Prescription claims averaged $96.70 per month for each ACA customer in the first six months of 2015. Over the same six-month period last year, we were paying to the tune of $73 a month.

That 32.5 percent increase comes as pharmaceutical companies are under intense scrutiny for how they price new prescription drugs. To note one example cited in the Mayo Clinic Proceedings, cancer drugs have risen in average price from about $10,000 a year in 2000 to more than $100,000 in 2012.

 

Costly New Drugs Available

Claims data from our ACA line of business shows that prescription costs went up more than any other category of medical care in the first half of this year. We recently shared our data about emergency department visits, where costs are up 27 percent. The rise in drug costs also outpaced hospital inpatient and outpatient care as well as doctor visits.

So what’s driving prescription costs? As much as anything, it’s the sharply rising costs of new and improved medications, specialty pharmaceuticals that can be costly to develop and administer, and maintenance drugs for chronic conditions.

Take a new class of diabetes drugs as an example. Known as SGLT2 inhibitors, the drugs, including Invokana and Farxiga, carry a retail price of around $350 to $400 per month. By contrast, the older class of diabetes drugs (metformin) can be found for as little as $4 a month in generic form.

Of course, new drugs might perform better for some patients and have fewer side effects. But those advantages come with a cost.

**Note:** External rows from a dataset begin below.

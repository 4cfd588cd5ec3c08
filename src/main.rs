use anyhow::{Context, Result};
use clap::Parser;
use std::io::{self, BufRead, Write};
use std::path::{Path, PathBuf};
use tracing::{error, info};

use imessage_export::config::AppConfig;
use imessage_export::logging::init_logging;
use imessage_export::validation::InputValidator;
use imessage_export::{ExportOptions, ExportService};

#[derive(Parser)]
#[command(author, version, about, long_about = None)]
struct Cli {
    /// Path to the message store database (asked for when omitted)
    #[arg(short, long)]
    db: Option<PathBuf>,

    /// Root of the backup directory holding attachments (asked for when omitted)
    #[arg(short, long)]
    backup: Option<PathBuf>,

    /// Output directory
    #[arg(short, long)]
    output: Option<PathBuf>,

    /// Additional configuration file
    #[arg(short, long)]
    config: Option<PathBuf>,

    /// Log level (trace, debug, info, warn, error)
    #[arg(long)]
    log_level: Option<String>,

    /// Write logs to this file as well as stderr
    #[arg(long)]
    log_file: Option<PathBuf>,
}

fn main() -> Result<()> {
    // Parse command line arguments
    let cli = Cli::parse();

    // Load configuration
    let mut config = AppConfig::load(cli.config.as_deref())?;
    apply_overrides(&mut config, &cli);
    config.validate()?;

    // Initialize logging
    let log_file = config.logging.file_path.as_deref().map(Path::new);
    let _guard = init_logging(Some(&config.get_log_level()), log_file, &config.logging.format)?;

    info!("Starting imessage-export");

    let database_path = resolve_input(
        &config.source.database_path,
        "Enter the path to your database file (usually starts with '3d0d7'): ",
    )?;
    let backup_root = resolve_input(
        &config.source.backup_directory,
        "Enter the path to your iMessage backup directory: ",
    )?;

    let service = ExportService::new(ExportOptions::from_config(&config, &database_path, &backup_root));
    let report = match service.run() {
        Ok(report) => report,
        Err(e) => {
            error!(error = %e, "Export failed");
            return Err(e.into());
        },
    };

    report.log();
    print_completion(&report.document_path);
    Ok(())
}

/// Command line flags win over every configuration source
fn apply_overrides(config: &mut AppConfig, cli: &Cli) {
    if let Some(db) = &cli.db {
        config.source.database_path = db.to_string_lossy().into_owned();
    }
    if let Some(backup) = &cli.backup {
        config.source.backup_directory = backup.to_string_lossy().into_owned();
    }
    if let Some(output) = &cli.output {
        config.export.output_directory = output.to_string_lossy().into_owned();
    }
    if let Some(level) = &cli.log_level {
        config.logging.level.clone_from(level);
    }
    if let Some(file) = &cli.log_file {
        config.logging.file_path = Some(file.to_string_lossy().into_owned());
    }
}

/// Use the configured path, or ask for one on stdin
fn resolve_input(configured: &str, prompt: &str) -> Result<PathBuf> {
    if !configured.trim().is_empty() {
        return Ok(PathBuf::from(configured.trim()));
    }

    let mut stdout = io::stdout().lock();
    write!(stdout, "{prompt}")?;
    stdout.flush()?;

    let mut line = String::new();
    io::stdin()
        .lock()
        .read_line(&mut line)
        .context("Failed to read path from stdin")?;
    Ok(PathBuf::from(InputValidator::sanitize_prompt_path(&line)))
}

#[allow(clippy::print_stdout)]
fn print_completion(document_path: &Path) {
    println!("File exported to {}.", document_path.display());
}
use anyhow::Result;
use config::{Config, Environment, File};
use serde::{Deserialize, Serialize};
use std::path::{Path, PathBuf};

use crate::conversation::DEFAULT_PLACEHOLDER;

/// Application configuration structure
#[derive(Debug, Clone, Serialize, Deserialize)]
pub struct AppConfig {
    pub source: SourceConfig,
    pub export: ExportConfig,
    pub logging: LoggingConfig,
}

/// Where the message store and backup tree live
#[derive(Debug, Clone, Default, Serialize, Deserialize)]
pub struct SourceConfig {
    /// Path to the message store database; empty means ask
    pub database_path: String,
    /// Root of the backup tree holding attachment blobs; empty means ask
    pub backup_directory: String,
}

#[derive(Debug, Clone, Serialize, Deserialize)]
pub struct ExportConfig {
    pub output_directory: String,
    pub document_name: String,
    pub attachments_directory: String,
    pub placeholder_label: String,
    pub title: String,
}

#[derive(Debug, Clone, Serialize, Deserialize)]
pub struct LoggingConfig {
    pub level: String,
    pub file_path: Option<String>,
    pub format: String, // "json" or "text"
}

impl Default for AppConfig {
    fn default() -> Self {
        Self {
            source: SourceConfig::default(),
            export: ExportConfig {
                output_directory: "imessage_export".to_string(),
                document_name: "imessages.html".to_string(),
                attachments_directory: "attachments".to_string(),
                placeholder_label: DEFAULT_PLACEHOLDER.to_string(),
                title: "iMessage Export".to_string(),
            },
            logging: LoggingConfig {
                level: "info".to_string(),
                file_path: None,
                format: "text".to_string(),
            },
        }
    }
}

impl AppConfig {
    /// Load configuration from multiple sources with precedence.
    ///
    /// Defaults, then `config/default`, `config/local`, `imessage-export`
    /// (any format the `config` crate reads), then `extra` when given, then
    /// `IMESSAGE_EXPORT__<SECTION>__<KEY>` environment variables.
    pub fn load(extra: Option<&Path>) -> Result<Self> {
        let mut builder = Config::builder()
            // Start with default values
            .add_source(Config::try_from(&AppConfig::default())?)
            // Add config files if they exist
            .add_source(File::with_name("config/default").required(false))
            .add_source(File::with_name("config/local").required(false))
            .add_source(File::with_name("imessage-export").required(false));

        if let Some(path) = extra {
            builder = builder.add_source(File::from(path).required(true));
        }

        let config = builder
            // Add environment variables with prefix
            .add_source(Environment::with_prefix("IMESSAGE_EXPORT").prefix_separator("__").separator("__"))
            .build()
            .map_err(|e| anyhow::anyhow!("Failed to load configuration: {}", e))?;

        let app_config: AppConfig = config
            .try_deserialize()
            .map_err(|e| anyhow::anyhow!("Failed to deserialize configuration: {}", e))?;

        // Validate configuration
        app_config.validate()?;

        Ok(app_config)
    }

    /// Validate configuration values
    pub fn validate(&self) -> Result<()> {
        // Validate logging config
        let valid_levels = ["trace", "debug", "info", "warn", "error"];
        if !valid_levels.contains(&self.logging.level.as_str()) {
            return Err(anyhow::anyhow!(
                "Invalid log level: {}. Must be one of: {:?}",
                self.logging.level,
                valid_levels
            ));
        }

        let valid_formats = ["text", "json"];
        if !valid_formats.contains(&self.logging.format.as_str()) {
            return Err(anyhow::anyhow!(
                "Invalid log format: {}. Must be one of: {:?}",
                self.logging.format,
                valid_formats
            ));
        }

        // Validate export config
        if self.export.output_directory.trim().is_empty() {
            return Err(anyhow::anyhow!("output_directory cannot be empty"));
        }
        crate::validation::InputValidator::validate_output_name(&self.export.document_name)
            .map_err(|e| anyhow::anyhow!("document_name: {}", e))?;
        crate::validation::InputValidator::validate_output_name(&self.export.attachments_directory)
            .map_err(|e| anyhow::anyhow!("attachments_directory: {}", e))?;
        if self.export.document_name == self.export.attachments_directory {
            return Err(anyhow::anyhow!("document_name and attachments_directory must differ"));
        }
        if self.export.placeholder_label.trim().is_empty() {
            return Err(anyhow::anyhow!("placeholder_label cannot be empty"));
        }

        Ok(())
    }

    /// Path of the rendered document
    pub fn document_path(&self) -> PathBuf {
        Path::new(&self.export.output_directory).join(&self.export.document_name)
    }

    /// Get log level from environment or config
    pub fn get_log_level(&self) -> String {
        std::env::var("RUST_LOG")
            .unwrap_or_else(|_| self.logging.level.clone())
    }
}

#[cfg(test)]
mod tests {
    use super::*;

    #[test]
    fn test_default_config() {
        let config = AppConfig::default();
        assert_eq!(config.export.output_directory, "imessage_export");
        assert_eq!(config.export.document_name, "imessages.html");
        assert_eq!(config.export.placeholder_label, "(Attachment)");
        assert_eq!(config.logging.level, "info");
    }

    #[test]
    fn test_config_validation() {
        let config = AppConfig::default();
        assert!(config.validate().is_ok());
    }

    #[test]
    fn test_invalid_config() {
        let mut config = AppConfig::default();
        config.export.attachments_directory = "../elsewhere".to_string();
        assert!(config.validate().is_err());
    }

    #[test]
    fn test_document_path() {
        let config = AppConfig::default();
        assert_eq!(config.document_path(), PathBuf::from("imessage_export/imessages.html"));
    }
}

Specialty drugs are more complex to make and distribute, and sometimes require special handling and administering by medical professionals. They’re used to treat chronic or serious conditions such as cancer, multiple sclerosis, hepatitis C and HIV. Specialty drug costs overall rose nearly 31 percent in 2014, according to the Express Scripts 2014 Drug Trend Report, and will continue rising at least 20 percent a year through 2017.

 

Impact on Rate Filing

The rise in drug spending for ACA coverage also reflects the realities of North Carolina’s ACA market. As a whole, ACA customers experience more chronic conditions and are using their health benefits at a higher rate than expected.

In August we filed new rates for individuals with ACA plans for 2016, seeking a 34.6 percent average increase in ACA plans for individuals under age 65.

The North Carolina Department of Insurance will decide on our rate filing. Several other states have announced their results for 2016, including increases of 36.3 percent and 44.7 percent respectively for Tennessee’s two largest health plans on the ACA exchange. In Oregon, the insurance commissioner ordered several insurers’ rates higher than what they had requested, citing concerns about whether insurers could remain solvent.